Designed in multiple panels, it mirrors the nine intricately drawn and then painted by Clarke on layered glass panels etched in up to six shades of ultramarine blue, lavish rose gold, rich ruby, blue and blue again ( according to Nicola Gordon Bowe’s description in his book on Harry Clarke) “every queen fantastically portrays, whether she is exotically beautiful, pockmarked, mean or alluring”.

Second panel. Etain: Aine wears a thin blue cord kimono over a white silk satin dress and an antique lace ruffle sketch. Headdress in white lace and blue crochet. Helen: Abby wears a blue and gold embroidered wrap skirt, a gold lamé wrap top, a hand-knitted blue cotton hooded scarf, and a turquoise and green chiffon wrap. Maeve: Maria wears a navy beaded babydoll dress with a hand-crocheted lace shrug and a silver lace headdress. Deirdre: Thalia wears a blue silk devore gown with an appliquéd black silk sash and an antique white lace shawl. Blue crochet headdress. Fand: Teo wears a long black knit cardigan with a black lurex hooded scarf. Babydoll dress in aqua silk and skirt in pale green antique lace and embroidered green silk shawl. Photography: Barry McCall

Reading Clarke’s designs and panels in a magazine a few years ago gave Robins the idea to respond by creating 28 matching outfits in a business that took almost 10 years of work and was finally completed during the lockdown. . “I used a lot of old fabrics because I collect old lace, jewelry, braid and fabrics. I still make things for the family and myself, ”she says. “It was a challenge.”

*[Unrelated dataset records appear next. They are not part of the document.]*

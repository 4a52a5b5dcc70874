//! The power-off activity: a graceful remote shutdown over SSH
//! (SPEC_FULL.md component 14). Runs as its own single-activity workflow so
//! it still fires even when the backup workflow it follows failed (§4.3's
//! "always run as a pair" composition).

use std::pin::Pin;

use serde::Deserialize;

use crate::activity::{Activity, ActivityDescriptor, ActivityId, Injected};
use crate::orchestrator::RunContext;
use crate::status::StatusLine;

use super::ssh::{SshClient, SshTarget};

#[derive(Debug, Clone, Deserialize)]
pub struct PowerOffConfig {
    pub ssh_host: String,
    #[serde(default = "default_ssh_port")]
    pub ssh_port: u16,
    pub ssh_user: String,
    #[serde(default)]
    pub ssh_password: Option<String>,
    #[serde(default)]
    pub ssh_key_path: Option<String>,
    #[serde(default = "default_shutdown_command")]
    pub shutdown_command: String,
}

fn default_ssh_port() -> u16 {
    22
}

fn default_shutdown_command() -> String {
    "shutdown -h now".to_string()
}

pub struct PowerOff {
    config: Injected<PowerOffConfig>,
    ssh: Injected<SshClient>,
    status: StatusLine,
}

impl PowerOff {
    pub fn new(status: StatusLine) -> Self {
        Self {
            config: Injected::new(),
            ssh: Injected::new(),
            status,
        }
    }
}

impl Activity for PowerOff {
    fn descriptor(&self) -> ActivityDescriptor {
        ActivityDescriptor::new(ActivityId::new("pbsflow.activities", "PowerOff"))
            .config("power_off", &self.config)
            .needs(&self.ssh)
    }

    fn init(&self) -> Result<(), String> {
        let config = self.config.get();
        if config.ssh_host.is_empty() {
            return Err("power_off.ssh_host must not be empty".to_string());
        }
        if config.ssh_password.is_none() && config.ssh_key_path.is_none() {
            return Err("power_off needs either ssh_password or ssh_key_path configured".to_string());
        }
        Ok(())
    }

    fn execute<'a>(
        &'a self,
        _ctx: RunContext<'a>,
    ) -> Pin<Box<dyn std::future::Future<Output = Result<(), String>> + Send + 'a>> {
        Box::pin(async move {
            let config = self.config.get();
            let target = SshTarget {
                host: config.ssh_host.clone(),
                port: config.ssh_port,
                user: config.ssh_user.clone(),
                password: config.ssh_password.clone(),
                key_path: config.ssh_key_path.clone(),
            };

            self.status.set("sending graceful shutdown over SSH");
            let result = self.ssh.get().run_command(&target, &config.shutdown_command).await;
            self.status.capture_error("shutdown command failed", || result)?;
            self.status.set("shutdown command sent");
            Ok(())
        })
    }
}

8th panel.  Haggard Queen: Abby holding a tumbler wears a blue chiffon dress with an asymmetrical hem trimmed with silver lace and Swarovski crystal.  Blue lace silk chin crepe shawl edged with silver lace.  Vamp Queen: Maria wears a blue and black polka-dot wool crepe dress with feather boas.  Sumptuous Queen: Thalia wears a fitted top in antique white and black lace over a silk satin taffeta skirt with white lace patterns appliqued and an antique white lace shawl.  Photography: Barry McCall

8th panel. Haggard Queen: Abby holding a tumbler wears a blue chiffon dress with an asymmetrical hem trimmed with silver lace and Swarovski crystal. Blue lace silk chin crepe shawl edged with silver lace. Vamp Queen: Maria wears a blue and black polka-dot wool crepe dress with feather boas. Sumptuous Queen: Thalia wears a fitted top in antique white and black lace over a silk satin taffeta skirt with white lace patterns appliqued and an antique white lace shawl. Photography: Barry McCall

The paintings pictured here by Barry McCall in Robins’ Garden are groups of queens that include Etain, Helen, Maeve, Fand and Deirdre and, in another coincidence, among the models is Aine O’Gorman, the great-granddaughter. -daughter of Harry Clarke. It’s not often that a fashion designer responds to an artist who in turn has responded to a poem, which makes Robins’ project unique and precious and its layering – black lace on gold silk, black tulle on pink lively and the glorious shawls and headdresses – could have been enjoyed by Clarke himself.

Although the clothes were not designed for sale, anyone wishing to purchase can email Glynis Robins at [email protected]

Additional vintage jewelry provided by Elva Robins at www.collected.ie

Some of the lace wraps can be found at Billie & Oso at 205 Harold’s Cross Road, Harold’s Cross, Dublin 8.